John Beckmann applies this subversive thinking to an empty art gallery that is filled with rabbits frolicking around, artificial burrows and escape hatches for gallery visitors. Here an apparently Alice-in-Wonderland aesthetic masks something more challenging and profound. This is entirely in keeping with "Alice in Wonderland" itself: a surreal fictional world where nothing is as it seems, and where, according to Lewis Carroll, it's playfulness masks a deep philosophical intent to question the functioning of logic and the nature of reality itself.

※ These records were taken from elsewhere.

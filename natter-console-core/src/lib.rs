//! Core library for the natter console: service models, argument building,
//! view routing, render models, polling and the session token store.

pub mod command;
mod error;
mod models;
pub mod render;
mod session;
pub mod sync;
pub mod view;

pub use command::{build_args, BasicOptions, CommandMode, DEFAULT_FORWARD_METHOD, FORWARD_METHODS};
pub use error::{ConsoleError, Result};
pub use models::{
    Ack, AuthCheck, Group, GroupCreated, GroupList, IyuuConfig, IyuuConfigEnvelope, IyuuSchedule,
    IyuuUpdateRequest, LoginResponse, MoveServiceRequest, SaveGroupRequest, SaveTemplateRequest,
    Service, ServiceEnvelope, ServiceList, ServiceState, StartRequest, StartResponse, Template,
    TemplateList, TemplateSaved, ToolCheck, VersionInfo,
};
pub use session::{TokenStore, TOKEN_KEY};
pub use sync::{CurrentService, PollingConfig, PollingSynchronizer};
pub use view::{Panel, ViewState};
mod auth;
pub mod clipboard;
pub mod form;
mod groups;
mod iyuu;
mod output;
pub mod paint;
mod services;
mod templates;
mod tools;
pub mod ui;

use dialoguer::theme::ColorfulTheme;
use dialoguer::Confirm;

pub use auth::{auth_status, login, logout, show_version};
pub use groups::{create_group, delete_group, list_groups, move_service, update_group};
pub use iyuu::{
    iyuu_add_token, iyuu_push, iyuu_remove_token, iyuu_set_enabled, iyuu_set_schedule, iyuu_show,
    iyuu_test,
};
pub use output::OutputFormat;
pub use services::{
    clear_logs, copy_address, delete_service, get_service, list_services, restart_service,
    set_auto_restart, set_remark, start_service, stop_all_services, stop_service, StartOptions,
};
pub use templates::{delete_template, list_templates, save_template};
pub use tools::{check_tool, install_tool};

/// Run `fut` behind a progress line, finishing it with the outcome.
pub(crate) async fn with_progress<T, F>(
    label: &str,
    failed: &str,
    fut: F,
) -> anyhow::Result<T>
where
    F: std::future::Future<Output = natter_console_core::Result<T>>,
{
    ui::print_progress(label);
    match fut.await {
        Ok(value) => Ok(value),
        Err(e) => {
            ui::finish_progress_error(failed);
            println!();
            ui::print_error(&e.to_string());
            Err(e.into())
        }
    }
}

/// Ask before a destructive action; `assume_yes` skips the prompt.
pub fn confirm(prompt: &str, assume_yes: bool) -> anyhow::Result<bool> {
    if assume_yes {
        return Ok(true);
    }
    Ok(Confirm::with_theme(&ColorfulTheme::default())
        .with_prompt(prompt)
        .default(false)
        .interact()?)
}
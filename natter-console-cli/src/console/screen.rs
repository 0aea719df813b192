//! Where console frames and notices end up.

use crate::ops::ui::{error_line, info_line, success_line, warning_line};
use rustyline::ExternalPrinter;
use std::sync::atomic::{AtomicBool, Ordering};
use std::sync::Mutex;

#[derive(Debug, Clone, Copy, PartialEq, Eq)]
pub enum Notice {
    Success,
    Error,
    Warning,
    Info,
}

impl Notice {
    fn line(self, msg: &str) -> String {
        match self {
            Notice::Success => success_line(msg),
            Notice::Error => error_line(msg),
            Notice::Warning => warning_line(msg),
            Notice::Info => info_line(msg),
        }
    }
}

/// Output sink shared by the command loop and the polling tasks.
pub trait Screen: Send + Sync {
    /// Replace what the user is looking at with `frame`.
    fn paint(&self, frame: &str);
    fn notify(&self, notice: Notice, msg: &str);
}

type Printer = Box<dyn ExternalPrinter + Send>;

/// Terminal output. While the prompt is waiting for input, text goes through
/// rustyline's external printer so the line being edited is redrawn.
#[derive(Default)]
pub struct TerminalScreen {
    printer: Mutex<Option<Printer>>,
    reading: AtomicBool,
}

impl TerminalScreen {
    pub fn new() -> Self {
        Self::default()
    }

    pub fn attach_printer(&self, printer: Printer) {
        if let Ok(mut slot) = self.printer.lock() {
            *slot = Some(printer);
        }
    }

    /// Mark whether the prompt currently owns the terminal.
    pub fn set_reading(&self, reading: bool) {
        self.reading.store(reading, Ordering::SeqCst);
    }

    fn emit(&self, text: String) {
        if self.reading.load(Ordering::SeqCst) {
            if let Ok(mut slot) = self.printer.lock() {
                if let Some(printer) = slot.as_mut() {
                    if printer.print(text.clone()).is_ok() {
                        return;
                    }
                }
            }
        }
        println!("{}", text);
    }
}

impl Screen for TerminalScreen {
    fn paint(&self, frame: &str) {
        self.emit(format!("\n{}", frame.trim_end()));
    }

    fn notify(&self, notice: Notice, msg: &str) {
        self.emit(notice.line(msg));
    }
}

/// Keeps everything in memory for assertions.
#[cfg(test)]
#[derive(Default)]
pub struct RecordingScreen {
    pub frames: Mutex<Vec<String>>,
    pub notices: Mutex<Vec<(Notice, String)>>,
}

#[cfg(test)]
impl RecordingScreen {
    pub fn last_frame(&self) -> Option<String> {
        self.frames.lock().unwrap().last().cloned()
    }

    pub fn frame_count(&self) -> usize {
        self.frames.lock().unwrap().len()
    }

    pub fn has_notice(&self, notice: Notice, needle: &str) -> bool {
        self.notices
            .lock()
            .unwrap()
            .iter()
            .any(|(n, m)| *n == notice && m.contains(needle))
    }
}

#[cfg(test)]
impl Screen for RecordingScreen {
    fn paint(&self, frame: &str) {
        self.frames.lock().unwrap().push(frame.to_string());
    }

    fn notify(&self, notice: Notice, msg: &str) {
        self.notices.lock().unwrap().push((notice, msg.to_string()));
    }
}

"Rabbit Hole" is dense with artistic references. The flamboyant architectural fantasias of M.C. Escher and Piranesi exist in tension with intimations of the dizzying installations of Yayoi Kusama, whose swarming spots have here been dug out into holes. There are resonances too with artists like Robert Gober, Jonathan Latiano and Henrique Oliviera who rupture gallery walls and floors, treating them as part of their sculptural material. Ladders evoke a rich heritage of meaning about aspiration and ascent. Symbolically ladders (Jacobs ladder) link earth with heaven and the underworld. The ancient game 'Snakes and Ladders' enacts the ups and downs of karmic rebirth, while artists from the visionary William Blake, Joseph Beuys to Louise Bourgeois have used this mundane object to represent spiritual ascent or psychological evolution.
"Rabbit Hole" fuses these diverse ideas into an architectural installation and performance that raises questions about the contemporary art world. Is it really a powerful underworld of counter-cultural subversion whose liminal spaces allow people to move beyond society's status quo? Or is it a warren of anxiety, self-reference and solipsism? I suppose it’s both.
Concept and Design: John Beckmann | FOMO Projects
Visualizations: 3DS and Nicole Girdo
© 2018-2019 Axis Mundi Design LLC.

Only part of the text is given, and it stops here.